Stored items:
=-=-=

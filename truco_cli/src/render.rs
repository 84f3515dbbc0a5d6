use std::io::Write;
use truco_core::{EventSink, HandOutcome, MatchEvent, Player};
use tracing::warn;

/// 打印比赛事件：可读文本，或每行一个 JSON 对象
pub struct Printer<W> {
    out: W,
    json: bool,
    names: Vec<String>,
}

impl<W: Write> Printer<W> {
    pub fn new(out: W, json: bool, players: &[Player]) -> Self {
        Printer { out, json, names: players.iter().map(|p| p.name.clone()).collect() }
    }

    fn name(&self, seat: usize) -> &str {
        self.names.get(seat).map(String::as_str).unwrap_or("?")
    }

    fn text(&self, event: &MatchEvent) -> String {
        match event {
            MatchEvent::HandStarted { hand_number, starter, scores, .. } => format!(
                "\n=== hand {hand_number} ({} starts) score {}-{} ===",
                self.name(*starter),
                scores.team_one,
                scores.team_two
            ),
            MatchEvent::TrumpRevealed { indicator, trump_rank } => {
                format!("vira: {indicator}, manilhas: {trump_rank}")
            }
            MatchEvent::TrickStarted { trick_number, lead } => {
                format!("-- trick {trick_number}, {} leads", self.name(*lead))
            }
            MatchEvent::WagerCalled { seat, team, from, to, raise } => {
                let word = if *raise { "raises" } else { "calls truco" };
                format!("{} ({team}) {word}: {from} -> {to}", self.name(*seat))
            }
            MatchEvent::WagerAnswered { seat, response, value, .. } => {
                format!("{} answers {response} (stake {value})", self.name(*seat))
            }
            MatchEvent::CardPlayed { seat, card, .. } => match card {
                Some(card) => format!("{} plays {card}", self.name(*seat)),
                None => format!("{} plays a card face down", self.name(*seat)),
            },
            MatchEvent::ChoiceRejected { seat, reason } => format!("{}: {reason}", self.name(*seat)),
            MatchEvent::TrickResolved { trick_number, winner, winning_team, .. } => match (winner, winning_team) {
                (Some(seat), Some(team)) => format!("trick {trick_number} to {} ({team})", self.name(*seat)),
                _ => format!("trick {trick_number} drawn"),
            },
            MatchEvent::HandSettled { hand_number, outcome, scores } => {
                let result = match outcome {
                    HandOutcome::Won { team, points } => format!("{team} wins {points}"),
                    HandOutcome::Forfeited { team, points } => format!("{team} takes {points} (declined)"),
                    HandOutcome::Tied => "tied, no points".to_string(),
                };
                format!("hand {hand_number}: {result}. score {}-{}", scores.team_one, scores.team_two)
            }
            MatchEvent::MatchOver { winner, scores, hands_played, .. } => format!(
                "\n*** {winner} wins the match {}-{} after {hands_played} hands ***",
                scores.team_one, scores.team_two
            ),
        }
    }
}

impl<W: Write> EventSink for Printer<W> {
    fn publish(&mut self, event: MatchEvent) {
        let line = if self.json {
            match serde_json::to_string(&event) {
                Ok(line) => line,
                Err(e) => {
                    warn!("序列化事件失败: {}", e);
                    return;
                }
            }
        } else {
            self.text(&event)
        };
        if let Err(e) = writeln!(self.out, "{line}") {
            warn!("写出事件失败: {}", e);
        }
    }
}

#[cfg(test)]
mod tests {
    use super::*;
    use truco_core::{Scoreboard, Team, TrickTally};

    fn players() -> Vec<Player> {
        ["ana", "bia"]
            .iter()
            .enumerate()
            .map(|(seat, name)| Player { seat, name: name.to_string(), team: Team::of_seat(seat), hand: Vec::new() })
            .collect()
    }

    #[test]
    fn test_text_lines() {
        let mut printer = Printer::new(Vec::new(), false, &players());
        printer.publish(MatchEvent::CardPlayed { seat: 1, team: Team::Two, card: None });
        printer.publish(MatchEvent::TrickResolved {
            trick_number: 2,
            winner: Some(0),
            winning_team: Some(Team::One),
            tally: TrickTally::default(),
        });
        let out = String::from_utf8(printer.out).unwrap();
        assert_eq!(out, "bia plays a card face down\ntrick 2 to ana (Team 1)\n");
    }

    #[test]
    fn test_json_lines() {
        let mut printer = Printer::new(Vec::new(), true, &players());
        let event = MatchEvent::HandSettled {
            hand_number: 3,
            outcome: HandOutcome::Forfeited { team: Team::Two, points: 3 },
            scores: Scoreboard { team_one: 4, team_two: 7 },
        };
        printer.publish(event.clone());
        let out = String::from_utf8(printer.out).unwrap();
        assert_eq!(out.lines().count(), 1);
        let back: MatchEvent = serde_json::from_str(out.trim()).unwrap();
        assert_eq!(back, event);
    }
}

=-=-=

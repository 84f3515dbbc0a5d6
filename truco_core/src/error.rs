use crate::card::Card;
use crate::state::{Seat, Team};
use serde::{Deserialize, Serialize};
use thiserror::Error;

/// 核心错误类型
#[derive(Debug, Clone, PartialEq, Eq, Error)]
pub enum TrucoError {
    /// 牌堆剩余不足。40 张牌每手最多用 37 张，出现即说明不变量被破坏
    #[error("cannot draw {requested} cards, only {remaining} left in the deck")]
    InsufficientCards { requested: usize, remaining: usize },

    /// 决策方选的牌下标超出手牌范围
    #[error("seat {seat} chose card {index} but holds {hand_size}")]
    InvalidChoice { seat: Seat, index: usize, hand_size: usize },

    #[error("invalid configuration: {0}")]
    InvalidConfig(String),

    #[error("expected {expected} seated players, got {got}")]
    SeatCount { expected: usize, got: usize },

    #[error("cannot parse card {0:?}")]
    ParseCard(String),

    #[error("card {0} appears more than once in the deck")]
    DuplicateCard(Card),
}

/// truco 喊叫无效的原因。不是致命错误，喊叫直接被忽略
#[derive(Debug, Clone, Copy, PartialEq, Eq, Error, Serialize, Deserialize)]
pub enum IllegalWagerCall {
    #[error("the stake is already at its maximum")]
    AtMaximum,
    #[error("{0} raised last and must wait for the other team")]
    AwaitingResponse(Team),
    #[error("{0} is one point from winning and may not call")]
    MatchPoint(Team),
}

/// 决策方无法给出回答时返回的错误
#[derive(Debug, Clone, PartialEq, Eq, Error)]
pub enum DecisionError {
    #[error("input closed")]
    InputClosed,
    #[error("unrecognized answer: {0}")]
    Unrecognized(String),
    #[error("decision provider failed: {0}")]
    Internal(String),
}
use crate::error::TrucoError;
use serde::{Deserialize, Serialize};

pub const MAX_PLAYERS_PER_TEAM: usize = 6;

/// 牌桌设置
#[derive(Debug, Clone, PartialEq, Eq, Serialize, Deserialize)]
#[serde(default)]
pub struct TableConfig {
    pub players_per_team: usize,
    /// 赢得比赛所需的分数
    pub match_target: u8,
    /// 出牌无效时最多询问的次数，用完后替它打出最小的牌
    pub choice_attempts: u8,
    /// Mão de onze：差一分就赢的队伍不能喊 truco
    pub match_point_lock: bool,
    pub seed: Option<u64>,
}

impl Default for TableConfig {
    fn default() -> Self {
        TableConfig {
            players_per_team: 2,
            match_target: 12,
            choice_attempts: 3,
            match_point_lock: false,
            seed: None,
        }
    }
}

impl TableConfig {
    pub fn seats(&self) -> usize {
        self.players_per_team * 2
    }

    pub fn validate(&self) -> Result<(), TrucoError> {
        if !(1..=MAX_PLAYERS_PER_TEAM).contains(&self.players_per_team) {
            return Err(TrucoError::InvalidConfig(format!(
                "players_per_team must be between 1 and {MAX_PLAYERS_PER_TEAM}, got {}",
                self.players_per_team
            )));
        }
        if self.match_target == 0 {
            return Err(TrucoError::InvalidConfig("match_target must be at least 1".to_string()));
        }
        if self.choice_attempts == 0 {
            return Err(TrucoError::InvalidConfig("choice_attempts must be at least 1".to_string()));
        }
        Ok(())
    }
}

=-=-=

__Work required__
Retype exactly the lines above, from the one with "filename truco_cli/src/render.rs" through the one with "fn name(&self, seat: usize)", inclusive.

__Response area__
filename truco_cli/src/render.rs
repository 84f3515dbbc0a5d6
use std::io::Write;
use truco_core::{EventSink, HandOutcome, MatchEvent, Player};
use tracing::warn;

/// 打印比赛事件：可读文本，或每行一个 JSON 对象
pub struct Printer<W> {
    out: W,
    json: bool,
    names: Vec<String>,
}

impl<W: Write> Printer<W> {
    pub fn new(out: W, json: bool, players: &[Player]) -> Self {
        Printer { out, json, names: players.iter().map(|p| p.name.clone()).collect() }
    }

    fn name(&self, seat: usize) -> &str {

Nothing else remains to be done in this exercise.